Погнал я телегу через Второй сад, где не возбранялось гулять простому люду. Вдлинь обочин справа и слева еллинские идолы без рубах и портков стояли, с отбитыми пальцами и иными мелкими частями. А под ними всякие картинки углем обозначены на целиках — верно, гуляющие забавлялись. Вижу, под козлиным богом Паном с цевницей в руке подпись: «Аква эт панис — вита канис». Мол, хлеб и вода — жизнь собачья. Успел Тимофей руку приложить. Опричь него никто того козлиного стиха начертать не мог. Покойный крестный говорил про какого-то тятю римского, что в молодые годы проповедовал иное: панис эт аква — вита беата, сиречь: хлеб и вода — блаженная жизнь.
Добрался я до Раменок за полдень. В избе никого. Тятя с матушкой царщину отрабатывали. Сгрузил я слоновое жито в сенях, квасу испил, засыпал кляче в ясли сена с овсом и собрался было в обрат. Тут ввалился в избу Тимошка с мужиком ражим — тоже голорылым, в парике и башмаках немецких. Мужик что-то пел то ли по-немецки, то ль еще по-какому. Может, и по-нашенски, да не разобрать, потому как оба веселы были.
— Выпьем, Сафка, за отца Василия, — сказал Тимофей, варежку открывая. — Расстригли его, и отбыл невесть куда.
— За что расстригли? — вскинулся я.
— Куцый донес, будто требу справляет кажен раз пьяным. Куцый, аспид, теперь на конюшне служит у Бирона. А то мой друг Лешка, с Малороссии он…

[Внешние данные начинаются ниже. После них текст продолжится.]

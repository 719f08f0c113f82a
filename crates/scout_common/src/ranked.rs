//! The persisted ranked candidate list.
//!
//! Best candidate first. This is the only artifact the updater shares with
//! the forwarding proxy, so writes go through a temp file and a rename: a
//! reader must never observe a half-written list.

use crate::error::Error;
use crate::instance::Candidate;
use serde::{Deserialize, Serialize};
use std::fs;
use std::path::{Path, PathBuf};
use tracing::warn;

/// One persisted entry: endpoint identity plus composite score.
#[derive(Debug, Clone, PartialEq, Serialize, Deserialize)]
pub struct RankedEntry {
    pub url: String,
    pub score: f64,
}

/// Ordered candidate list, best first.
#[derive(Debug, Clone, PartialEq, Default, Serialize, Deserialize)]
pub struct RankedList {
    pub candidates: Vec<RankedEntry>,
}

impl RankedList {
    /// Build from scored candidates, preserving their order.
    pub fn from_candidates(candidates: &[Candidate]) -> Self {
        Self {
            candidates: candidates
                .iter()
                .map(|c| RankedEntry {
                    url: c.instance.url.clone(),
                    score: c.score,
                })
                .collect(),
        }
    }

    /// A single-entry list pointing at the fallback instance.
    pub fn fallback(default_url: &str) -> Self {
        Self {
            candidates: vec![RankedEntry {
                url: default_url.to_string(),
                score: 0.0,
            }],
        }
    }

    pub fn best(&self) -> Option<&RankedEntry> {
        self.candidates.first()
    }

    pub fn len(&self) -> usize {
        self.candidates.len()
    }

    pub fn is_empty(&self) -> bool {
        self.candidates.is_empty()
    }

    /// Write the list atomically: serialize to a sibling temp file, then
    /// rename over the destination.
    pub fn save(&self, path: &Path) -> Result<(), Error> {
        if let Some(parent) = path.parent() {
            if !parent.as_os_str().is_empty() {
                fs::create_dir_all(parent)?;
            }
        }

        let mut tmp: PathBuf = path.to_path_buf();
        tmp.set_extension("tmp");

        let body = serde_json::to_string_pretty(self)?;
        fs::write(&tmp, body)?;
        fs::rename(&tmp, path)?;
        Ok(())
    }

    pub fn load(path: &Path) -> Result<Self, Error> {
        let content = fs::read_to_string(path)?;
        Ok(serde_json::from_str(&content)?)
    }

    /// Consumer-side read: when no list has been persisted yet, fall back to
    /// the configured default instance with score 0.
    pub fn load_or_default(path: &Path, default_url: &str) -> Self {
        match Self::load(path) {
            Ok(list) if !list.is_empty() => list,
            Ok(_) => {
                warn!("Ranked list at {} is empty, using default instance", path.display());
                Self::fallback(default_url)
            }
            Err(e) => {
                warn!(
                    "No usable ranked list at {} ({}), using default instance. Is the updater running?",
                    path.display(),
                    e
                );
                Self::fallback(default_url)
            }
        }
    }
}

#[cfg(test)]
mod tests {
    use super::*;
    use crate::instance::Instance;
    use crate::timings::{Timing, Timings};

    fn candidate(url: &str, score: f64) -> Candidate {
        Candidate {
            instance: Instance {
                url: url.to_string(),
                timings: Timings::new(
                    Timing::Measured(0.1),
                    Timing::Measured(0.1),
                    Timing::Measured(0.1),
                    Timing::Measured(0.1),
                ),
            },
            score,
        }
    }

    #[test]
    fn test_save_then_load_preserves_order() {
        let dir = tempfile::tempdir().unwrap();
        let path = dir.path().join("candidates.json");

        let list = RankedList::from_candidates(&[
            candidate("https://a.example", 0.42),
            candidate("https://b.example", 1.17),
        ]);
        list.save(&path).unwrap();

        let loaded = RankedList::load(&path).unwrap();
        assert_eq!(loaded, list);
        assert_eq!(loaded.best().unwrap().url, "https://a.example");
    }

    #[test]
    fn test_save_leaves_no_temp_file() {
        let dir = tempfile::tempdir().unwrap();
        let path = dir.path().join("candidates.json");
        RankedList::fallback("https://x.example").save(&path).unwrap();

        let names: Vec<_> = std::fs::read_dir(dir.path())
            .unwrap()
            .map(|e| e.unwrap().file_name())
            .collect();
        assert_eq!(names, vec![std::ffi::OsString::from("candidates.json")]);
    }

    #[test]
    fn test_load_or_default_falls_back() {
        let dir = tempfile::tempdir().unwrap();
        let path = dir.path().join("missing.json");
        let list = RankedList::load_or_default(&path, "https://paulgo.io");
        assert_eq!(list.len(), 1);
        assert_eq!(list.best().unwrap().url, "https://paulgo.io");
        assert_eq!(list.best().unwrap().score, 0.0);
    }

    #[test]
    fn test_load_or_default_ignores_empty_list() {
        let dir = tempfile::tempdir().unwrap();
        let path = dir.path().join("candidates.json");
        RankedList::default().save(&path).unwrap();
        let list = RankedList::load_or_default(&path, "https://paulgo.io");
        assert_eq!(list.best().unwrap().url, "https://paulgo.io");
    }
}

Тимоха сел к столу и голову зажал в обхват руками. Я умостился впримык к нему. Вот как вышло — отца Василия упекли, а я ничего не знал. Куцый сызнова пакостить удумал. Лешка достал из кафтана полштофа, однако я сказал:
— Тимошка, не пей боле.
— Да пошел ты, — ответил он. — Я не пью, я думаю. Лешка, налей что-нибудь подумать… Дарья мне от ворот поворот…
— Не кручився! — сказал Лешка. — Втямку, яки дивчины во дворце? Ты у нас во який казак. А казак коли не пье, так вошей бье, но не гуляе. Пей!